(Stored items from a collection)
>>>>
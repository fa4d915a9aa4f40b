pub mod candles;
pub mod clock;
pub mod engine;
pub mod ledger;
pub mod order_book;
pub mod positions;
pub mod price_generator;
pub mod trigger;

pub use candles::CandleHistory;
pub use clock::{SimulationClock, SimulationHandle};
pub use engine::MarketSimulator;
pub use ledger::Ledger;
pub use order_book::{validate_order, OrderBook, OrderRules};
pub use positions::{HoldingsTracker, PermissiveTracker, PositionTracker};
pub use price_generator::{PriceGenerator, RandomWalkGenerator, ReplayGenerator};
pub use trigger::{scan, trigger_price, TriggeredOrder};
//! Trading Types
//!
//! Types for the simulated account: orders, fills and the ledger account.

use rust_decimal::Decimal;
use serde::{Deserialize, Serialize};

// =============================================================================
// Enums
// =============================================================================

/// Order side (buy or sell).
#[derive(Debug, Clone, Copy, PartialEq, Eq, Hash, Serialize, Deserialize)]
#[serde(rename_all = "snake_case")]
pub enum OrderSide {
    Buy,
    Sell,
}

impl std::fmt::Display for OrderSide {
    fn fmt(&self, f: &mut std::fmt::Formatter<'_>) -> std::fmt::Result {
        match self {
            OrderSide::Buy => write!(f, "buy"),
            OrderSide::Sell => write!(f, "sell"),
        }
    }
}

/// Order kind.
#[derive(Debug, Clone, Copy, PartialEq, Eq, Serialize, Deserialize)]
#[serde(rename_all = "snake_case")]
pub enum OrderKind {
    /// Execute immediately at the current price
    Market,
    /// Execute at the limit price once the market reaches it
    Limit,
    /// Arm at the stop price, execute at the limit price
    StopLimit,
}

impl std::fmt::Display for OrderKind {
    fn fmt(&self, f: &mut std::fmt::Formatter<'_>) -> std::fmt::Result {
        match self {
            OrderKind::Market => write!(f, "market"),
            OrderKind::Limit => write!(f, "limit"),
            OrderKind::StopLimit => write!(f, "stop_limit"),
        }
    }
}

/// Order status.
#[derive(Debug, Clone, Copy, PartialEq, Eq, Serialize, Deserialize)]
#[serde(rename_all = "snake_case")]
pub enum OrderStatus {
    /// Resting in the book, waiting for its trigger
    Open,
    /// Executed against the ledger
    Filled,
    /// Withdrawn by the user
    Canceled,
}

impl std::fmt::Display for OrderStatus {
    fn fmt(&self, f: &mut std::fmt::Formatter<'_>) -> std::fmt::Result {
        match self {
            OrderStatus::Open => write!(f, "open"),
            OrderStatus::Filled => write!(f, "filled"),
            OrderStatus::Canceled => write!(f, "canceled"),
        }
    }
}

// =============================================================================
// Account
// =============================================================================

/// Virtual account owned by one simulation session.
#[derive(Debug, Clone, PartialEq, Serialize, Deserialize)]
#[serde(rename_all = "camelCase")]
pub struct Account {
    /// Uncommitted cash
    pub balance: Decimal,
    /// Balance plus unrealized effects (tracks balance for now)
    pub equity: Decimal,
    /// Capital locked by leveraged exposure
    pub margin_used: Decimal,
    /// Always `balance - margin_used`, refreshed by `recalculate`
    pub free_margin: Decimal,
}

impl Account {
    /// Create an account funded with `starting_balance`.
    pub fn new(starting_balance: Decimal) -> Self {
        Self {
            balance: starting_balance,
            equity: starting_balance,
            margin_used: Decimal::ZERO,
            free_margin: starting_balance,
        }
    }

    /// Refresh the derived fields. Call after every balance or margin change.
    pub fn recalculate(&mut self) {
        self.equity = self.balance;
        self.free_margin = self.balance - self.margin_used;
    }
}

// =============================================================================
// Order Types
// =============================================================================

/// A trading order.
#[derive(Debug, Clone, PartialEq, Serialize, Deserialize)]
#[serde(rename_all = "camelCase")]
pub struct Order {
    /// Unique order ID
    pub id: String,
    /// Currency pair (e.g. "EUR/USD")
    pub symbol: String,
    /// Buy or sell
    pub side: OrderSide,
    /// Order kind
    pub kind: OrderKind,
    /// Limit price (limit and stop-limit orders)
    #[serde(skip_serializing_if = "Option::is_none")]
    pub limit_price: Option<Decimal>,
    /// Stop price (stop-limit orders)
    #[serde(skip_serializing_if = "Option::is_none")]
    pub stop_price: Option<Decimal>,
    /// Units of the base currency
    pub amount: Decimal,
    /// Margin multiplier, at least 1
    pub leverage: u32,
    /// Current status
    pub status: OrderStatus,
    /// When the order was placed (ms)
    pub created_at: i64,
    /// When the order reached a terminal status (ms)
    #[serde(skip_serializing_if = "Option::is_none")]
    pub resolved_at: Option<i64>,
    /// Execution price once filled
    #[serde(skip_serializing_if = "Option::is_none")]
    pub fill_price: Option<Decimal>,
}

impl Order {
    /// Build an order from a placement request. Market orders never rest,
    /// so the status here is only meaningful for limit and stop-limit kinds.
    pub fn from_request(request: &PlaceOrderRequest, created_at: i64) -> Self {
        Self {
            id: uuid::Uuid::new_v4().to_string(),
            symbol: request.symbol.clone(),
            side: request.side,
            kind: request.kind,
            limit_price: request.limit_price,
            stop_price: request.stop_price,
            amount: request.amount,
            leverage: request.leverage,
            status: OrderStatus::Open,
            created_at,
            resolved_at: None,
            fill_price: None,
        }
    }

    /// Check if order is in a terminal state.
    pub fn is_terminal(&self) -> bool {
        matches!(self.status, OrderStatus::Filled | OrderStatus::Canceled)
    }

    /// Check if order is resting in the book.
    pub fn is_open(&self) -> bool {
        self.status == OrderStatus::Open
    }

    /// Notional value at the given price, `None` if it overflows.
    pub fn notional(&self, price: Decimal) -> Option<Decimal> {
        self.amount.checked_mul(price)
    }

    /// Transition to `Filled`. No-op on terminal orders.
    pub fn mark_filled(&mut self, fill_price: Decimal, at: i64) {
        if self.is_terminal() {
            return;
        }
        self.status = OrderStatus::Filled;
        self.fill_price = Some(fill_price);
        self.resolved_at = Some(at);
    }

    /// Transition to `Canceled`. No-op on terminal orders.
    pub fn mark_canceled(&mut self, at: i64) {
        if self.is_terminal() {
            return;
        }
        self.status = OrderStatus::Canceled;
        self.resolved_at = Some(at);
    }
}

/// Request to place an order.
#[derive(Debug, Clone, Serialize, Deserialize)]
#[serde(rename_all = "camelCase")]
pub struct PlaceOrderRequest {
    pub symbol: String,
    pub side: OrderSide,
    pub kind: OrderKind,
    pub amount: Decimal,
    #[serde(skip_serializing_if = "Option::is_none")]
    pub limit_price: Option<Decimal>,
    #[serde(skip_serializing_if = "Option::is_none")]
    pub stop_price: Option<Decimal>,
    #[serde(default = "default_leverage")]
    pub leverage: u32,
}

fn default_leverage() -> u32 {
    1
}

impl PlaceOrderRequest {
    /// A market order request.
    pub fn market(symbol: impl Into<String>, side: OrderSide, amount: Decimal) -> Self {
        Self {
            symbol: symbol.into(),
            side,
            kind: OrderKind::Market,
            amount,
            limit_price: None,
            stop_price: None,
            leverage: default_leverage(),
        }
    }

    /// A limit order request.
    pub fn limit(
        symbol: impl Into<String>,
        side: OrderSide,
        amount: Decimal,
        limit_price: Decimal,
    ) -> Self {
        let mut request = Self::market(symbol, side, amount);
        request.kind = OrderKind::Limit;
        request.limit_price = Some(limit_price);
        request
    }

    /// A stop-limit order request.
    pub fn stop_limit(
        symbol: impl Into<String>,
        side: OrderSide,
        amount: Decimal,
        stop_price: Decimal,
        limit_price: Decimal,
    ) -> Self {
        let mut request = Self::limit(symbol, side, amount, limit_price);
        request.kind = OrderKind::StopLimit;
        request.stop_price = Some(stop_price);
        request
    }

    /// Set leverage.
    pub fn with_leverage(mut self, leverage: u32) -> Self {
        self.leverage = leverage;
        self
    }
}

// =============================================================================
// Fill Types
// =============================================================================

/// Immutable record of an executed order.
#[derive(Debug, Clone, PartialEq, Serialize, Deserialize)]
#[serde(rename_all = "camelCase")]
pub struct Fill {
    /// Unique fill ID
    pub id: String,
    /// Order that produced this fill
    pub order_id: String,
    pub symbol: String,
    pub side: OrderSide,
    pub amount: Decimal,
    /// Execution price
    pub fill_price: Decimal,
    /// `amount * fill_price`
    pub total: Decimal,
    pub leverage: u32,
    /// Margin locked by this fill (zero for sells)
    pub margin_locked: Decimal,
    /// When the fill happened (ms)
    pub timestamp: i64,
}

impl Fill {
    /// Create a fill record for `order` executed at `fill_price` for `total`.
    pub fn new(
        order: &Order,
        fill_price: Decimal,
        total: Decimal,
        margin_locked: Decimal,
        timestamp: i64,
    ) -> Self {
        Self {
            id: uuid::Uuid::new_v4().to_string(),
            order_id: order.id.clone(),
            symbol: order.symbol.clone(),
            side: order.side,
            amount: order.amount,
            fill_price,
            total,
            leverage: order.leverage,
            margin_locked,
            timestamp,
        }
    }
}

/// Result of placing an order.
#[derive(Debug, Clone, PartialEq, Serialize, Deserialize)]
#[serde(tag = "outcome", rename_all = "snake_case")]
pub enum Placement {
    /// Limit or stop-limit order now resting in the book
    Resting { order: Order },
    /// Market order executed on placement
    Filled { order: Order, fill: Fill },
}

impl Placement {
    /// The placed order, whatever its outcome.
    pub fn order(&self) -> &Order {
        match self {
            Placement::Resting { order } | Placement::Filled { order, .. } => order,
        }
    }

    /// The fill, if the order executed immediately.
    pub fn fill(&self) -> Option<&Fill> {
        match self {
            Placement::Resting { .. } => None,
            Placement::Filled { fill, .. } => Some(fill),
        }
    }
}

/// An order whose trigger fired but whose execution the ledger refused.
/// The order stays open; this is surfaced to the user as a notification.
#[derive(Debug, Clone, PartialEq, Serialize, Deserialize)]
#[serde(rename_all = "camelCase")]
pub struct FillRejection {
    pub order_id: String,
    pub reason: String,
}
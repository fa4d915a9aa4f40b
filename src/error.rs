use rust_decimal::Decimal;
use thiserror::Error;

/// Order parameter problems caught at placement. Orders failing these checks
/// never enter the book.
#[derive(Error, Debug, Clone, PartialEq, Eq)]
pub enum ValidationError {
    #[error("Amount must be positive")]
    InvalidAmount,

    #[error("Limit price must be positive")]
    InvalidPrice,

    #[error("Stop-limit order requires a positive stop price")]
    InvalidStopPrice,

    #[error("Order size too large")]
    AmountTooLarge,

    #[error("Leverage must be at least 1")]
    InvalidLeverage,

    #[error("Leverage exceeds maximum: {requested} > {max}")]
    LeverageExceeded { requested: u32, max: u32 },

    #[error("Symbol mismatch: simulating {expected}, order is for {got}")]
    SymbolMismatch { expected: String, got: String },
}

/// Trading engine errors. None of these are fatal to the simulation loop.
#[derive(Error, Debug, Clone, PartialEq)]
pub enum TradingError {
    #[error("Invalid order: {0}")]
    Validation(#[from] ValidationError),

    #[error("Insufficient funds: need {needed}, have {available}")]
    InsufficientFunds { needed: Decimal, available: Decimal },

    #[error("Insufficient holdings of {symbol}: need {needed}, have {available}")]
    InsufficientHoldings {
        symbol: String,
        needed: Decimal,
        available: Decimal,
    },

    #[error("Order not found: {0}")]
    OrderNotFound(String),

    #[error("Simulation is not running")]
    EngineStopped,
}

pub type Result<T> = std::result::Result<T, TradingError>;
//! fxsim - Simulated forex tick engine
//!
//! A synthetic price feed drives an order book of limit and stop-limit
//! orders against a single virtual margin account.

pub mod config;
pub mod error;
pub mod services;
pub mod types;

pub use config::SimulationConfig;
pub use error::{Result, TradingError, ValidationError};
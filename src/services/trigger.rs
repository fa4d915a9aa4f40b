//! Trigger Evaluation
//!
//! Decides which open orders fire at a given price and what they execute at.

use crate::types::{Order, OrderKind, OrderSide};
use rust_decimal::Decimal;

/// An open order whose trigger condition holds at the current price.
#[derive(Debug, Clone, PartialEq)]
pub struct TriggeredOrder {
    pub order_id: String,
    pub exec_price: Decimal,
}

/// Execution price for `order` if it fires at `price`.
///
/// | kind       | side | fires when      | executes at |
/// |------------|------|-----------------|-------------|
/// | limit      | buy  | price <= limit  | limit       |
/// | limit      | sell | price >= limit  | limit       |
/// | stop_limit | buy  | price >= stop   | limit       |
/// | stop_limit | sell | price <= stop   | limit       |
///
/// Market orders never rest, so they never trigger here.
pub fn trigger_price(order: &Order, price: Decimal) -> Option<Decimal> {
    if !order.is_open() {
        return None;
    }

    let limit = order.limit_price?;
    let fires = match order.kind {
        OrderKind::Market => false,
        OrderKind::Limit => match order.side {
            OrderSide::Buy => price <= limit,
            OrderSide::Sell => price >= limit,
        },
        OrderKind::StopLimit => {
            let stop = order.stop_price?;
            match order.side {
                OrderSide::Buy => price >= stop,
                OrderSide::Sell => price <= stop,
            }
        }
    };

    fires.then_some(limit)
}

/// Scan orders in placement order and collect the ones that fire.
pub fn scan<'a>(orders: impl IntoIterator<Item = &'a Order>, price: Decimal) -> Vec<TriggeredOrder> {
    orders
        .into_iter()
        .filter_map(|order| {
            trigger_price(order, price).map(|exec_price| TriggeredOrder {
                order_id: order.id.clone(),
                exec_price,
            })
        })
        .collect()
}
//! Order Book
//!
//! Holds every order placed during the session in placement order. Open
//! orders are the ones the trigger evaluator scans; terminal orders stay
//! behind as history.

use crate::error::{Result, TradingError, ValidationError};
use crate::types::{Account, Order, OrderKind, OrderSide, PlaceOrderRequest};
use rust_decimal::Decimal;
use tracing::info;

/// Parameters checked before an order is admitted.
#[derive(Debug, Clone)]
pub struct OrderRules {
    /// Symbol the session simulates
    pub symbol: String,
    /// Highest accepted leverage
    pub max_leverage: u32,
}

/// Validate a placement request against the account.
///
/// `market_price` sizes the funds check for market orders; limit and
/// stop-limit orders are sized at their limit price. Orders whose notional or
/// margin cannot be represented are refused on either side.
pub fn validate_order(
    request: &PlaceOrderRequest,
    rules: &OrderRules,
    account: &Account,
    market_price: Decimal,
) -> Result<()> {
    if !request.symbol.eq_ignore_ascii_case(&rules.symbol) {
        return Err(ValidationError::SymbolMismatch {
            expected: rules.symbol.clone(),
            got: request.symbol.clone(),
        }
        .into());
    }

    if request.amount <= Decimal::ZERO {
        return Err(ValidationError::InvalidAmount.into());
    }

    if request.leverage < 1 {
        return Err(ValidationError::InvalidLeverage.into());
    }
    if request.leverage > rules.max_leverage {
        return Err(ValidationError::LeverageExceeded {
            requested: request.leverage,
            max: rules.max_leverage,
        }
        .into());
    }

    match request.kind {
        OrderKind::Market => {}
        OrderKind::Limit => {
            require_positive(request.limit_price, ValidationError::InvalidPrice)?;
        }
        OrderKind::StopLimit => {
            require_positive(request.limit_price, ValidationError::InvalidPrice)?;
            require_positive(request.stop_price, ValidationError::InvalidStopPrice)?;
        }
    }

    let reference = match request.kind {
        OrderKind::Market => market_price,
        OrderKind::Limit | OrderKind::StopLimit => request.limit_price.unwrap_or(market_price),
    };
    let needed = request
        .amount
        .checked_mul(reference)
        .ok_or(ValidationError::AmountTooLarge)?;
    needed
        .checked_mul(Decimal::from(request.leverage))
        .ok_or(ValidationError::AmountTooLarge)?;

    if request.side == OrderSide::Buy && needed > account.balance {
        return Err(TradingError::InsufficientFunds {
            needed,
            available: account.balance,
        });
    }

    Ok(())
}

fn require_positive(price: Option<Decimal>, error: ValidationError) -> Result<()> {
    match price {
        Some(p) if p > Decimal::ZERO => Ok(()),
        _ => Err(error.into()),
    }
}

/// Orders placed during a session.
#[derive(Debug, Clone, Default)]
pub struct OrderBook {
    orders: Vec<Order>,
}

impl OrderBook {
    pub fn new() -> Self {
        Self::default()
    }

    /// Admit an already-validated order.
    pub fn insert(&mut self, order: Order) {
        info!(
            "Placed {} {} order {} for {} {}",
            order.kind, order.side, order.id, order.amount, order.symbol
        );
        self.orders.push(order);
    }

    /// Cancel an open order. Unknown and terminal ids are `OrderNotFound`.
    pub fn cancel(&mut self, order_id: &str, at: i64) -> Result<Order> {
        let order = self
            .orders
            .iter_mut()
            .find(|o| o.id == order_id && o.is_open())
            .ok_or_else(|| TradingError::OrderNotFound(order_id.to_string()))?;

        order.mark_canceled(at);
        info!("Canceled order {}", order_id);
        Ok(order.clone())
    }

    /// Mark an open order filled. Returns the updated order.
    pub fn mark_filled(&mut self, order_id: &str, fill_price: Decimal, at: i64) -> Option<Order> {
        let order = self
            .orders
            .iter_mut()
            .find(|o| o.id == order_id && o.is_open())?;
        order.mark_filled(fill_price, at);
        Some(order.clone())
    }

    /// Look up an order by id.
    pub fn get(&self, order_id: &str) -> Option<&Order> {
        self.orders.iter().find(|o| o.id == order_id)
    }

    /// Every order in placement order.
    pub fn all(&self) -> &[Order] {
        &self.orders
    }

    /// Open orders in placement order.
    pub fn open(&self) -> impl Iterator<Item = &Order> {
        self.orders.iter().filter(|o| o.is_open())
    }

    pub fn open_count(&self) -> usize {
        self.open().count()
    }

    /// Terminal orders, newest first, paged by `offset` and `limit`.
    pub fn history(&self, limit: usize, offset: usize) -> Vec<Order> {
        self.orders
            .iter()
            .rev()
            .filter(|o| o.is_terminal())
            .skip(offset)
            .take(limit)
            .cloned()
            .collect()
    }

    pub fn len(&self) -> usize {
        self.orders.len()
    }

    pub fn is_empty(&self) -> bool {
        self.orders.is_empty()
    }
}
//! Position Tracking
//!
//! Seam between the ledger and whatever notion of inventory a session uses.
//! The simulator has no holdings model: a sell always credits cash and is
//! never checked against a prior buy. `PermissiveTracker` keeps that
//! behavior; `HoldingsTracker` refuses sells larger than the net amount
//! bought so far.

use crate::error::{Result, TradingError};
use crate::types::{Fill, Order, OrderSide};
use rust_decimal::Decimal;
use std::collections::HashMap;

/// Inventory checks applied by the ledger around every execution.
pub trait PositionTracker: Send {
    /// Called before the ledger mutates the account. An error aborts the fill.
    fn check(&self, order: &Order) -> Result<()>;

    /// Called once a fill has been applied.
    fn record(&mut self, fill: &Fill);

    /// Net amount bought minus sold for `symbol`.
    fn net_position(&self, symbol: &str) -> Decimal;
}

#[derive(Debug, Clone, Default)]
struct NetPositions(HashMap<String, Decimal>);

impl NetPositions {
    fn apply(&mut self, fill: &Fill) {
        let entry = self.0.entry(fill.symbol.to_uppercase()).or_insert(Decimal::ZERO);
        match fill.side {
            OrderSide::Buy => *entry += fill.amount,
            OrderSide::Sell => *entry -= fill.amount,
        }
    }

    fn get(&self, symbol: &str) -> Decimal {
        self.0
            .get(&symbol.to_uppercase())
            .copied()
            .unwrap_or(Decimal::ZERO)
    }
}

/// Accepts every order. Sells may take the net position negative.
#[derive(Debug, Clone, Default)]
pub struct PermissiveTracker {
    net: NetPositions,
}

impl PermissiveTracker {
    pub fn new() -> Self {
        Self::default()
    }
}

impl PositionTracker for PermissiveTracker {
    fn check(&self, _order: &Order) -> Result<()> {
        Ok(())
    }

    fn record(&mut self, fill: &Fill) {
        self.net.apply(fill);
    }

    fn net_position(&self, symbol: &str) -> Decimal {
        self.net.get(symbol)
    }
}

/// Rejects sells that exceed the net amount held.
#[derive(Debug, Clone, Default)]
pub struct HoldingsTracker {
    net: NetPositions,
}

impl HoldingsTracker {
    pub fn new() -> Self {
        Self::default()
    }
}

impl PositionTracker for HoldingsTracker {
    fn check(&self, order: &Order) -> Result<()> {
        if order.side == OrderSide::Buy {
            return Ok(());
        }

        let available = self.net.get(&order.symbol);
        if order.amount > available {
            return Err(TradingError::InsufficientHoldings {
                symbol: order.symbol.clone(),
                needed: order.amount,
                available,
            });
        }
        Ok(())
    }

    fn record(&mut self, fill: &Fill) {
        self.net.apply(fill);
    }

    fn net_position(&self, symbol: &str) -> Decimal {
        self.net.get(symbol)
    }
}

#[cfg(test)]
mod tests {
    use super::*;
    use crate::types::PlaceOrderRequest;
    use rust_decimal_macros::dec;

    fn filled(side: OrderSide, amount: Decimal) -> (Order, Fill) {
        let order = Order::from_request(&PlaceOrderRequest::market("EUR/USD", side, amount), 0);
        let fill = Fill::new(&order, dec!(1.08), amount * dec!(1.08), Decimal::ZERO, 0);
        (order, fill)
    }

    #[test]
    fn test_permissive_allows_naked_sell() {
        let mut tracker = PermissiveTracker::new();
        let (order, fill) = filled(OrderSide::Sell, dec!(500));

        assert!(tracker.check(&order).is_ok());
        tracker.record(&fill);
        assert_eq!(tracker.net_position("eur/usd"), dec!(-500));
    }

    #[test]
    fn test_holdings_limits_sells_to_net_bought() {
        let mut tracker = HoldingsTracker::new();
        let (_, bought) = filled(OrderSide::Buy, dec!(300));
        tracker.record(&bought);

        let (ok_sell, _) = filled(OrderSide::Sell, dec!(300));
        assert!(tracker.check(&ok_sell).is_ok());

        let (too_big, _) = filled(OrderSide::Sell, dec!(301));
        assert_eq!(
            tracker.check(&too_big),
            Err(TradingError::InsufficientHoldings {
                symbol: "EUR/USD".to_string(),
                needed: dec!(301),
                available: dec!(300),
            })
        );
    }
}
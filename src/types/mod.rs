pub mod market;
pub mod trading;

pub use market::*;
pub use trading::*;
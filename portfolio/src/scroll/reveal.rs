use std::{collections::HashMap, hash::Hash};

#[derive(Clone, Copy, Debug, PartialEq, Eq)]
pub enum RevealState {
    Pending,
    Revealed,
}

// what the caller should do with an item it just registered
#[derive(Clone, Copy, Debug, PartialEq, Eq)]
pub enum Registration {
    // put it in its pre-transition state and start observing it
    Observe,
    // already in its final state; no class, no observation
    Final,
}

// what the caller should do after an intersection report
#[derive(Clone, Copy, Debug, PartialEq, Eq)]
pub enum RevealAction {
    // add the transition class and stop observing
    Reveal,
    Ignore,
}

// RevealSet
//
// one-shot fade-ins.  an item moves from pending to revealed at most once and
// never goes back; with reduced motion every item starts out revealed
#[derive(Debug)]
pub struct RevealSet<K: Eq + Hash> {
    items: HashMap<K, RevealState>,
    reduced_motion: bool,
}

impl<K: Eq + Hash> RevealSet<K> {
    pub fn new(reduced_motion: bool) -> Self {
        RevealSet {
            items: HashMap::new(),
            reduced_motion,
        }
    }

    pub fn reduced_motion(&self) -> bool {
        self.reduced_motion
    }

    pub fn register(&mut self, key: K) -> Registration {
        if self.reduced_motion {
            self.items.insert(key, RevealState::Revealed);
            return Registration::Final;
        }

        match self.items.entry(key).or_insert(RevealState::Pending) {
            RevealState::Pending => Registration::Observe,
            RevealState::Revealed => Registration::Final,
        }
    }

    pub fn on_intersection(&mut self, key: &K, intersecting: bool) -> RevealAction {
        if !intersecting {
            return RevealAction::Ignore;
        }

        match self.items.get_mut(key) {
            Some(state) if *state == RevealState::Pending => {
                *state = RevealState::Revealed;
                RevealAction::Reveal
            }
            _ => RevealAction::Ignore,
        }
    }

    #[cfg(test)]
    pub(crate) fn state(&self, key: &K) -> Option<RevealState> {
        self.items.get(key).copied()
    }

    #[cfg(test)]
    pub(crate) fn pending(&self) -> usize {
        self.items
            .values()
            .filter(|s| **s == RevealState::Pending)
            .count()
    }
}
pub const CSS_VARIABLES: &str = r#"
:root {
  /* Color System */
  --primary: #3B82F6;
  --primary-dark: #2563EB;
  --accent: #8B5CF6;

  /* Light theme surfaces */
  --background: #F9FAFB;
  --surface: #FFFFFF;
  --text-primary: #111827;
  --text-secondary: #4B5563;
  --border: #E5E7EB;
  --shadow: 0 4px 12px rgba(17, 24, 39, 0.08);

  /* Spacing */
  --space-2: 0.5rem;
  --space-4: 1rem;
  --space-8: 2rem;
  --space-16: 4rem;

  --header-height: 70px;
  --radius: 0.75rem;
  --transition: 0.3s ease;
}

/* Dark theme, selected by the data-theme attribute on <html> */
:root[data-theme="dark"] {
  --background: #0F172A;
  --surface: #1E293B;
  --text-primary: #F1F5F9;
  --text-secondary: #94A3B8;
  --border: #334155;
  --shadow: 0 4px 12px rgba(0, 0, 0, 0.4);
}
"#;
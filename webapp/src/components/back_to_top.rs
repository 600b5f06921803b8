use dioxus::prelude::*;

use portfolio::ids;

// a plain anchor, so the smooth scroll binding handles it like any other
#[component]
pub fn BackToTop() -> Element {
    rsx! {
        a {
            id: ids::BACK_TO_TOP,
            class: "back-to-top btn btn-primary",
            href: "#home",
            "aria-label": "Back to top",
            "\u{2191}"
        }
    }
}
<<<<
» **What the task asks**: Up to and including the line with "Hash, Serialize, Deserialize)]", print every line of the records from the start.

» **Result for this exercise**:
repository fa4d915a9aa4f40b
pub mod candles;
pub mod clock;
pub mod engine;
pub mod ledger;
pub mod order_book;
pub mod positions;
pub mod price_generator;
pub mod trigger;

pub use candles::CandleHistory;
pub use clock::{SimulationClock, SimulationHandle};
pub use engine::MarketSimulator;
pub use ledger::Ledger;
pub use order_book::{validate_order, OrderBook, OrderRules};
pub use positions::{HoldingsTracker, PermissiveTracker, PositionTracker};
pub use price_generator::{PriceGenerator, RandomWalkGenerator, ReplayGenerator};
pub use trigger::{scan, trigger_price, TriggeredOrder};
//! Trading Types
//!
//! Types for the simulated account: orders, fills and the ledger account.

use rust_decimal::Decimal;
use serde::{Deserialize, Serialize};

// =============================================================================
// Enums
// =============================================================================

/// Order side (buy or sell).
#[derive(Debug, Clone, Copy, PartialEq, Eq, Hash, Serialize, Deserialize)]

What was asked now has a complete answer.